- Education: Douglass College University of Nebraska–Lincoln
- Occupations: Barry N. Wish Research Professor of Psychology and Social Studies, Bowdoin College

= Barbara S. Held =

Psychologist and professor

Barbara S. Held is the Barry N. Wish Research Professor of Psychology and Social Studies Emerita at Bowdoin College in the fields of clinical psychology and theoretical/philosophical psychology. She served as President of the Society for Theoretical and Philosophical Psychology (APA Division 24) from 2008 to 2009, and was recipient of the 2012 Joseph B. Glitter Award from the American Psychological Association recognizing her "scholarly contribution to the philosophical foundations of psychological knowledge."

Held is author of several books including Back to Reality: A Critique of Postmodern Theory in Psychotherapy (1995), Stop Smiling, Start Kvetching: A 5-Step Guide to Creative Complaining (2001), Psychology's Interpretive Turn: The Search for Truth and Agency in Theoretical and Philosophical Psychology (2007). She is co-editor of the volumes Humanity's Dark Side: Evil, Destructive Experience, and Psychotherapy (2013) and Rational Intuition: Philosophical Roots, Scientific Investigations (2015).

==Education==
Held received her A.B. degree from Douglass College and her Ph.D. in clinical psychology from the University of Nebraska–Lincoln.

==Research==
Held's body of work reflects at least three related lines of inquiry, which have evolved over the course of her career. Her best-known work relates to her philosophical analysis and trenchant critiques of the positive psychology movement. Articles such as "The Negative Side of Positive Psychology" (2004) point out a number of different ways to conceptualize "negative" and "positive" behavior and attitudes from the standpoint of psychology, and suggest that the way positive psychology frames these concepts is potentially problematic and even oppressive.

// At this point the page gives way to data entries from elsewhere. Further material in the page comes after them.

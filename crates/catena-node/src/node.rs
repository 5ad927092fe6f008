//! Node: one runtime stage of a chain.
//!
//! Every call to [`Node::execute`] chains onto the node's serial execution
//! queue (an async mutex), so a node is only ever digesting one data value
//! at a time. Within one execution, pipelines run concurrently in batches
//! of [`BATCH_SIZE`]; control signals are observed only between batches.

use std::sync::{Arc, Mutex as StdMutex, Weak};

use futures::future::join_all;
use serde::{Deserialize, Serialize};
use serde_json::{json, Value};
use tokio::sync::Mutex;
use tokio_util::sync::CancellationToken;
use tracing::{info, instrument, warn};
use uuid::Uuid;

use catena_chain::{
  merge_pre_data, BroadcastPre, ChainSignal, ChainType, NodeConfig, NodeStatus, PipelineMeta,
  RemoteRunPayload, RemoteService, ReportingSink, ServiceConfig,
};
use catena_pipeline::{Pipeline, ProcessCallback, ProcessorContext};

use crate::error::NodeError;
use crate::host::ChainHost;
use crate::reporting::{LocalReportSink, ReportingAgent};
use crate::status::{NodeStatusManager, SuspendedState};

/// Pipelines scheduled concurrently per batch.
pub const BATCH_SIZE: usize = 3;

/// Where a node hands its output off to.
#[derive(Debug, Clone)]
pub enum NextNodeInfo {
  /// The next stage lives on this supervisor.
  Local { node_id: String },
  /// The next stage lives on a peer supervisor.
  Remote {
    target_id: String,
    meta: Option<PipelineMeta>,
  },
}

/// One pipeline result collected during execution.
#[derive(Debug, Clone, PartialEq, Serialize, Deserialize)]
#[serde(rename_all = "camelCase")]
pub struct NodeOutput {
  pub data: Value,
  #[serde(skip_serializing_if = "Option::is_none")]
  pub previous_node_params: Option<Value>,
}

/// Callback bundle a node uses to reach the outside world.
#[derive(Clone)]
pub struct NodeCallbacks {
  pub process: Option<Arc<dyn ProcessCallback>>,
  pub broadcast_pre: Arc<dyn BroadcastPre>,
  pub remote_service: Arc<dyn RemoteService>,
  pub reporting: Arc<dyn ReportingSink>,
  pub local_report: Arc<dyn LocalReportSink>,
}

/// Identity used to resolve a node by `(targetId, chainId)`.
#[derive(Debug, Clone)]
pub struct NodeRouting {
  pub chain_id: String,
  pub target_ids: Vec<String>,
  pub chain_type: ChainType,
}

#[derive(Default)]
struct NodeState {
  config: Option<NodeConfig>,
  pipelines: Vec<Pipeline>,
  output: Vec<NodeOutput>,
  progress: f64,
  next: Option<NextNodeInfo>,
}

/// A runtime instance executing one stage of a chain on one host.
pub struct Node {
  id: String,
  host: Weak<dyn ChainHost>,
  callbacks: NodeCallbacks,
  cancel: CancellationToken,
  status: NodeStatusManager,
  reporting: StdMutex<Option<ReportingAgent>>,
  routing: StdMutex<Option<NodeRouting>>,
  state: Mutex<NodeState>,
}

impl Node {
  pub fn new(
    host: Weak<dyn ChainHost>,
    callbacks: NodeCallbacks,
    cancel: CancellationToken,
  ) -> Arc<Self> {
    Arc::new(Self {
      id: Uuid::new_v4().to_string(),
      host,
      callbacks,
      cancel,
      status: NodeStatusManager::new(),
      reporting: StdMutex::new(None),
      routing: StdMutex::new(None),
      state: Mutex::new(NodeState::default()),
    })
  }

  pub fn id(&self) -> &str {
    &self.id
  }

  pub fn status(&self) -> NodeStatus {
    self.status.status()
  }

  pub fn status_manager(&self) -> &NodeStatusManager {
    &self.status
  }

  pub fn routing(&self) -> Option<NodeRouting> {
    self.routing.lock().expect("routing lock poisoned").clone()
  }

  pub fn reporting(&self) -> Option<ReportingAgent> {
    self.reporting.lock().expect("reporting lock poisoned").clone()
  }

  /// Store the node's configuration and perform deferred setup: routing
  /// identity, the pipeline over the configured services, the reporting
  /// agent (when `index`/`count` are known), and any pre-enqueued signals.
  pub async fn set_config(&self, config: NodeConfig) {
    let mut state = self.state.lock().await;

    *self.routing.lock().expect("routing lock poisoned") = Some(NodeRouting {
      chain_id: config.chain_id.clone(),
      target_ids: config.services.iter().map(|s| s.target_id.clone()).collect(),
      chain_type: config.chain_type,
    });

    state
      .pipelines
      .push(Pipeline::new(&config.services, self.callbacks.process.clone()));

    if let (Some(index), Some(count)) = (config.index, config.count) {
      let agent = ReportingAgent::new(
        config.chain_id.clone(),
        self.id.clone(),
        index,
        count,
        config.monitoring_host.clone(),
        self.callbacks.local_report.clone(),
        self.callbacks.reporting.clone(),
      );
      agent.emit_status(ChainSignal::NodeSetupCompleted).await;
      *self.reporting.lock().expect("reporting lock poisoned") = Some(agent);
    }

    if !config.signal_queue.is_empty() {
      self
        .status
        .enqueue_signals(config.signal_queue.clone(), None);
    }

    state.config = Some(config);
  }

  pub async fn set_next(&self, next: Option<NextNodeInfo>) {
    self.state.lock().await.next = next;
  }

  /// Append another pipeline over the given services.
  pub async fn add_pipeline(&self, services: &[ServiceConfig]) {
    self
      .state
      .lock()
      .await
      .pipelines
      .push(Pipeline::new(services, self.callbacks.process.clone()));
  }

  pub async fn output(&self) -> Vec<NodeOutput> {
    self.state.lock().await.output.clone()
  }

  pub async fn progress(&self) -> f64 {
    self.state.lock().await.progress
  }

  /// Digest a data value through the node.
  ///
  /// Chains onto the node's serial execution queue. A resumed execution
  /// (after `NODE_RESUME` consumed a suspension) skips the generator
  /// entirely: the restored output replaces the normal advance and the
  /// node completes immediately.
  #[instrument(name = "node_execute", skip(self, input), fields(node_id = %self.id))]
  pub async fn execute(&self, input: Option<Value>) -> Result<(), NodeError> {
    let mut state = self.state.lock().await;
    let config = state.config.clone().ok_or(NodeError::NotConfigured)?;

    if self.status.status() == NodeStatus::Suspended {
      let effective = self.status.process();
      self.apply_signals(&effective);
    }
    if let Some(resumed) = self.status.take_resumed() {
      info!(node_id = %self.id, "resuming suspended execution");
      state.output = vec![NodeOutput {
        data: resumed.data,
        previous_node_params: resumed.params,
      }];
      state.progress = 1.0;
      return self.complete(&mut state, &config).await;
    }

    let mut data = input.unwrap_or(Value::Null);

    // Pre-stage: only the first non-empty sub-chain is dispatched.
    if let Some(pre) = config.pre.iter().find(|inner| !inner.is_empty()) {
      match self
        .callbacks
        .broadcast_pre
        .broadcast_pre(pre, data.clone())
        .await
      {
        Ok(Some(pre_data)) => data = merge_pre_data(data, pre_data),
        Ok(None) => {}
        Err(error) => {
          warn!(node_id = %self.id, error = %error, "pre-stage broadcast failed");
        }
      }
    }

    // Child chains deploy before the node's own digestion starts; a serial
    // child failure aborts this execution, a parallel one never does.
    if let Some(child_config) = config.chain_config.clone() {
      if let Err(error) = self.run_child_chain(child_config, data.clone(), &config).await {
        self.fail(&error).await;
        return Err(error);
      }
    }

    self.transition(NodeStatus::InProgress).await;

    let total = state.pipelines.len();
    let mut next_batch = 0usize;
    while next_batch * BATCH_SIZE < total {
      if self.cancel.is_cancelled() {
        return Err(NodeError::Cancelled);
      }

      let start = next_batch * BATCH_SIZE;
      let end = (start + BATCH_SIZE).min(total);
      let ctx = self.processor_context(&config);

      let batch_results = {
        let batch = state.pipelines[start..end]
          .iter()
          .map(|pipeline| pipeline.run(&ctx, data.clone()));
        join_all(batch).await
      };

      for result in batch_results {
        match result {
          Ok(value) => {
            state.output.push(NodeOutput {
              data: value,
              previous_node_params: None,
            });
            state.progress += 1.0 / total as f64;
          }
          Err(error) => {
            let error = NodeError::from(error);
            self.fail(&error).await;
            return Err(error);
          }
        }
      }
      next_batch += 1;

      // Inter-batch checkpoint: the only place control signals take effect.
      let effective = self.status.process();
      self.apply_signals(&effective);
      if effective.contains(&ChainSignal::NodeSuspend) {
        self.status.stash(SuspendedState {
          next_batch_index: next_batch,
          batch: (start..end).collect(),
          data: data.clone(),
        });
        self.emit(ChainSignal::NodeSuspended, None).await;
        info!(node_id = %self.id, batch = next_batch - 1, "execution suspended");
        return Ok(());
      }
    }

    state.progress = 1.0;
    self.complete(&mut state, &config).await
  }

  /// Pass-through signals drained from the queue are applied to the status
  /// setter; suspend/resume were already handled by the manager itself.
  fn apply_signals(&self, signals: &[ChainSignal]) {
    for signal in signals {
      if matches!(signal, ChainSignal::NodeSuspend | ChainSignal::NodeResume) {
        continue;
      }
      if let Some(status) = signal.as_status() {
        self.status.set_status(status);
      }
    }
  }

  async fn complete(&self, state: &mut NodeState, config: &NodeConfig) -> Result<(), NodeError> {
    self.transition(NodeStatus::Completed).await;

    // The first pipeline's result is the canonical forward value; the rest
    // of the output stays observable on the node.
    let forward = state
      .output
      .first()
      .map(|output| output.data.clone())
      .unwrap_or(Value::Null);

    self.move_to_next_node(state, config, forward).await;
    self.apply_deletion_policy(config).await;
    Ok(())
  }

  async fn move_to_next_node(&self, state: &NodeState, config: &NodeConfig, data: Value) {
    match &state.next {
      Some(NextNodeInfo::Local { node_id }) => match self.host.upgrade() {
        Some(host) => {
          if let Err(error) = host.run_node(node_id, Some(data)).await {
            warn!(node_id = %self.id, next = %node_id, error = %error, "local hand-off failed");
          }
        }
        None => warn!(node_id = %self.id, "chain host gone, dropping hand-off"),
      },
      Some(NextNodeInfo::Remote { target_id, meta }) => {
        let payload = RemoteRunPayload {
          chain_id: config.chain_id.clone(),
          target_id: target_id.clone(),
          meta: meta.clone(),
          data,
          next_target_id: config.next_target_id.clone(),
          next_node_resolver: config.next_node_resolver.clone(),
          next_meta: config.next_meta.clone(),
          previous_target_id: config.services.last().map(|s| s.target_id.clone()),
        };
        if let Err(error) = self.callbacks.remote_service.call_remote_service(payload).await {
          warn!(node_id = %self.id, target_id = %target_id, error = %error, "remote hand-off failed");
        }
      }
      None => {
        if let Some(agent) = self.reporting() {
          agent.emit_global(ChainSignal::NodeEndOfPipeline, None).await;
        }
      }
    }
  }

  async fn run_child_chain(
    &self,
    child_config: Vec<NodeConfig>,
    data: Value,
    config: &NodeConfig,
  ) -> Result<(), NodeError> {
    let host = self.host.upgrade().ok_or(NodeError::HostGone)?;
    let child_chain_id = host
      .deploy_chain(child_config, data, Some(config.chain_id.clone()))
      .await?;
    info!(node_id = %self.id, child_chain_id = %child_chain_id, "child chain deployed");
    host.start_pending_chain(&child_chain_id).await
  }

  async fn apply_deletion_policy(&self, config: &NodeConfig) {
    if config.chain_type.contains(ChainType::PERSISTENT) {
      return;
    }
    if config.chain_type.contains(ChainType::AUTO_DELETE) {
      match self.host.upgrade() {
        Some(host) => {
          if let Err(error) = host.delete_node(&self.id).await {
            warn!(node_id = %self.id, error = %error, "auto-delete failed");
          }
        }
        None => warn!(node_id = %self.id, "chain host gone, skipping auto-delete"),
      }
    } else if let Some(agent) = self.reporting() {
      agent
        .emit_global(ChainSignal::NodePendingDeletion, None)
        .await;
    }
  }

  fn processor_context(&self, config: &NodeConfig) -> ProcessorContext {
    ProcessorContext {
      chain_id: config.chain_id.clone(),
      next_target_id: config.next_target_id.clone(),
      next_node_resolver: config.next_node_resolver.clone(),
      previous_target_id: None,
    }
  }

  async fn transition(&self, status: NodeStatus) {
    self.status.set_status(status);
    self.emit(status.as_signal(), None).await;
  }

  async fn fail(&self, error: &NodeError) {
    self.status.set_status(NodeStatus::Failed);
    self
      .emit(
        ChainSignal::NodeFailed,
        Some(json!({ "error": error.to_string() })),
      )
      .await;
  }

  async fn emit(&self, signal: ChainSignal, payload: Option<Value>) {
    if let Some(agent) = self.reporting() {
      agent.emit_status_with(signal, payload).await;
    }
  }
}

impl std::fmt::Debug for Node {
  fn fmt(&self, f: &mut std::fmt::Formatter<'_>) -> std::fmt::Result {
    f.debug_struct("Node")
      .field("id", &self.id)
      .field("status", &self.status.status())
      .finish()
  }
}
//! Catena Remote
//!
//! Reference implementations of the broadcast contracts over HTTP POST on
//! the connector's conventional paths. The core never assumes HTTP; these
//! shims are what a default deployment wires into its supervisor.

mod http;
mod resolver;

pub use http::{paths, HttpBroadcaster, HttpReportingSink};
pub use resolver::resolve_host;
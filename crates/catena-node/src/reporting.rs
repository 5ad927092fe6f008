//! Per-node reporting agent and the local report bus.

use std::sync::Arc;

use serde_json::Value;
use tokio::sync::mpsc;
use tracing::warn;

use catena_chain::{ChainSignal, ReportMessage, ReportingSink};

/// In-process handler for local-signal reports.
pub trait LocalReportSink: Send + Sync {
  fn notify(&self, message: ReportMessage);
}

/// Discards local reports. Useful for tests that only care about outputs.
#[derive(Debug, Clone, Copy, Default)]
pub struct NoopReportSink;

impl LocalReportSink for NoopReportSink {
  fn notify(&self, _message: ReportMessage) {}
}

/// Forwards local reports into an unbounded channel.
///
/// Reports are low-volume (a handful per node lifetime), so the unbounded
/// buffer cannot grow meaningfully.
#[derive(Debug, Clone)]
pub struct ChannelReportSink {
  sender: mpsc::UnboundedSender<ReportMessage>,
}

impl ChannelReportSink {
  pub fn new(sender: mpsc::UnboundedSender<ReportMessage>) -> Self {
    Self { sender }
  }
}

impl LocalReportSink for ChannelReportSink {
  fn notify(&self, message: ReportMessage) {
    // The receiver may have been dropped; reports are best-effort.
    let _ = self.sender.send(message);
  }
}

/// Emits `{chainId, nodeId, index, count, status}` messages for one node.
///
/// Local signals go to the in-process sink; global signals go to the
/// chain's monitoring host through the reporting sink. When the monitoring
/// host is this process (`None` or the literal `"local"`), global signals
/// loop back onto the local sink so the fan-in still observes them.
#[derive(Clone)]
pub struct ReportingAgent {
  chain_id: String,
  node_id: String,
  index: usize,
  count: usize,
  monitoring_host: Option<String>,
  local: Arc<dyn LocalReportSink>,
  global: Arc<dyn ReportingSink>,
}

impl ReportingAgent {
  #[allow(clippy::too_many_arguments)]
  pub fn new(
    chain_id: String,
    node_id: String,
    index: usize,
    count: usize,
    monitoring_host: Option<String>,
    local: Arc<dyn LocalReportSink>,
    global: Arc<dyn ReportingSink>,
  ) -> Self {
    Self {
      chain_id,
      node_id,
      index,
      count,
      monitoring_host,
      local,
      global,
    }
  }

  fn message(
    &self,
    status: ChainSignal,
    signal: Option<ChainSignal>,
    payload: Option<Value>,
  ) -> ReportMessage {
    ReportMessage {
      chain_id: self.chain_id.clone(),
      node_id: self.node_id.clone(),
      index: self.index,
      count: self.count,
      status,
      signal,
      payload,
    }
  }

  fn remote_host(&self) -> Option<&str> {
    match self.monitoring_host.as_deref() {
      Some("local") | None => None,
      Some(host) => Some(host),
    }
  }

  /// Emit a status transition on the local bus, and on the global bus when
  /// the chain is monitored remotely.
  pub async fn emit_status(&self, status: ChainSignal) {
    self.emit_status_with(status, None).await;
  }

  /// Like [`emit_status`](Self::emit_status), with an attached payload
  /// (e.g. the captured cause of a failure).
  pub async fn emit_status_with(&self, status: ChainSignal, payload: Option<Value>) {
    self.local.notify(self.message(status, None, payload.clone()));
    if let Some(host) = self.remote_host() {
      if let Err(error) = self
        .global
        .report(host, self.message(status, None, payload))
        .await
      {
        warn!(
          chain_id = %self.chain_id,
          node_id = %self.node_id,
          error = %error,
          "global status report failed"
        );
      }
    }
  }

  /// Emit a global signal toward the chain's monitoring host. Falls back
  /// to the local bus when this process is the monitor.
  pub async fn emit_global(&self, signal: ChainSignal, payload: Option<Value>) {
    let message = self.message(signal, Some(signal), payload);
    match self.remote_host() {
      Some(host) => {
        if let Err(error) = self.global.report(host, message).await {
          warn!(
            chain_id = %self.chain_id,
            node_id = %self.node_id,
            error = %error,
            "global signal report failed"
          );
        }
      }
      None => self.local.notify(message),
    }
  }
}

impl std::fmt::Debug for ReportingAgent {
  fn fmt(&self, f: &mut std::fmt::Formatter<'_>) -> std::fmt::Result {
    f.debug_struct("ReportingAgent")
      .field("chain_id", &self.chain_id)
      .field("node_id", &self.node_id)
      .field("index", &self.index)
      .field("count", &self.count)
      .field("monitoring_host", &self.monitoring_host)
      .finish()
  }
}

Her earliest line of research, beginning in the mid-1980s, applied an epistemological framework in evaluating the basis for constructivist family therapy approaches. This eventually developed into a formal inquiry about the philosophical underpinnings of the postmodern psychotherapy movement. Held's more recent work has broadened this lens beyond psychotherapy to encompass the field of psychology as a whole, including attendant philosophy-of-science issues. In Psychology's Interpretive Turn (2007), she examined—and at times criticized—recent efforts by theoretical psychologists to balance the shortcomings of both postmodern and overly positivist, scientistic accounts of human nature with so-called "middle-ground" theories designed to preserve aspects of both.

==Representative publications==
- Held, B. S., & Pols, E. (1985). The confusion about epistemology and “epistemology”—and what to do about it. Family Process, 24(4), 509–517.
- Held, B. S. (1998). The many truths of postmodernist discourse. Journal of Theoretical and Philosophical Psychology, 18(2), 193–217.
- Held, B. S. (1990). What's in a name? Some confusions and concerns about constructivism. Journal of Marital and Family Therapy, 16(2), 179–186.
- Held, B. S. (2002). The tyranny of the positive attitude in America: Observation and speculation. Journal of Clinical Psychology, 58(9), 965–991.
- Held, B. S. (2004). The negative side of positive psychology. Journal of Humanistic Psychology, 44(1), 9-46.